::: INFORMATION PROVIDED

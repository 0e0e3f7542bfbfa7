//! Function-calling chat agent with streaming output.

use super::events::EventSink;
use super::query_engine::QueryEngineTool;
use super::EngineError;
use crate::infrastructure::entities::SubProcessSource;
use crate::infrastructure::llm::{ChatMessage, CompletionRequest, ToolCall, ToolDefinition};
use crate::infrastructure::traits::LlmClient;
use log::{debug, info, warn};
use serde_json::{Value, json};
use std::sync::Arc;
use tokio::sync::mpsc;

/// Tool calls the agent may make while answering one message.
pub const MAX_FUNCTION_CALLS: usize = 3;

const FUNCTION_CALL_LIMIT_REACHED: &str =
    "Function call limit reached. Answer with the information gathered so far.";

pub struct ChatAgent {
    tools: Vec<QueryEngineTool>,
    llm: Arc<dyn LlmClient>,
    model: String,
    chat_history: Vec<ChatMessage>,
    system_prompt: String,
    max_function_calls: usize,
    events: EventSink,
}

impl ChatAgent {
    pub fn new(
        tools: Vec<QueryEngineTool>,
        llm: Arc<dyn LlmClient>,
        model: String,
        chat_history: Vec<ChatMessage>,
        system_prompt: String,
        events: EventSink,
    ) -> Self {
        ChatAgent {
            tools,
            llm,
            model,
            chat_history,
            system_prompt,
            max_function_calls: MAX_FUNCTION_CALLS,
            events,
        }
    }

    pub fn with_max_function_calls(mut self, max_function_calls: usize) -> Self {
        self.max_function_calls = max_function_calls;
        self
    }

    pub fn tools(&self) -> &[QueryEngineTool] {
        &self.tools
    }

    pub fn chat_history(&self) -> &[ChatMessage] {
        &self.chat_history
    }

    pub fn system_prompt(&self) -> &str {
        &self.system_prompt
    }

    pub fn max_function_calls(&self) -> usize {
        self.max_function_calls
    }

    /// Answers `message`, sending text deltas of every model turn to `deltas`,
    /// and returns the text of the final turn.
    pub async fn stream_chat(
        &self,
        message: &str,
        deltas: mpsc::Sender<String>,
    ) -> Result<String, EngineError> {
        let mut messages = Vec::with_capacity(self.chat_history.len() + 2);
        messages.push(ChatMessage::system(self.system_prompt.clone()));
        messages.extend(self.chat_history.iter().cloned());
        messages.push(ChatMessage::user(message));

        let definitions: Vec<ToolDefinition> = self
            .tools
            .iter()
            .map(|tool| tool.metadata.to_definition())
            .collect();
        let mut function_calls = 0;

        loop {
            let mut request = CompletionRequest::new(self.model.clone(), messages.clone());
            let tools_allowed = function_calls < self.max_function_calls && !definitions.is_empty();
            if tools_allowed {
                request = request.with_tools(definitions.clone());
            }

            let completion = self.llm.stream(request, deltas.clone()).await?;
            if completion.tool_calls.is_empty() || !tools_allowed {
                info!("agent finished after {function_calls} function calls");
                return Ok(completion.content);
            }

            let mut assistant = ChatMessage::assistant(completion.content);
            assistant.tool_calls = completion.tool_calls.clone();
            messages.push(assistant);

            for call in &completion.tool_calls {
                let output = if function_calls < self.max_function_calls {
                    function_calls += 1;
                    self.call_tool(call).await?
                } else {
                    warn!("skipping call to {}: limit reached", call.function.name);
                    FUNCTION_CALL_LIMIT_REACHED.to_owned()
                };
                messages.push(ChatMessage::tool_result(call.id.clone(), output));
            }
        }
    }

    async fn call_tool(&self, call: &ToolCall) -> Result<String, EngineError> {
        let name = &call.function.name;
        let tool = self
            .tools
            .iter()
            .find(|tool| &tool.metadata.name == name)
            .ok_or_else(|| EngineError::UnknownTool(name.clone()))?;

        let input = tool_input(&call.function.arguments);
        debug!("calling {name} with {input}");

        let event_id = self.events.start(
            SubProcessSource::FunctionCall,
            json!({ "function_call": { "name": name, "arguments": call.function.arguments } }),
        );
        let response = tool.query_engine.query(&input).await?;
        self.events.end(
            event_id,
            SubProcessSource::FunctionCall,
            json!({ "function_call": { "name": name, "output": response.response } }),
        );

        Ok(response.response)
    }
}

/// The `input` argument of a tool call, or the raw arguments when absent.
fn tool_input(arguments: &str) -> String {
    match serde_json::from_str::<Value>(arguments) {
        Ok(Value::Object(map)) => match map.get("input") {
            Some(Value::String(input)) => input.clone(),
            Some(other) => other.to_string(),
            None => arguments.to_owned(),
        },
        _ => arguments.to_owned(),
    }
}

::::::

> TO DO:
Scan the records above for the string "content", then copy each line where it turns up.

> ANSWER SECTION:
                return Ok(completion.content);
            let mut assistant = ChatMessage::assistant(completion.content);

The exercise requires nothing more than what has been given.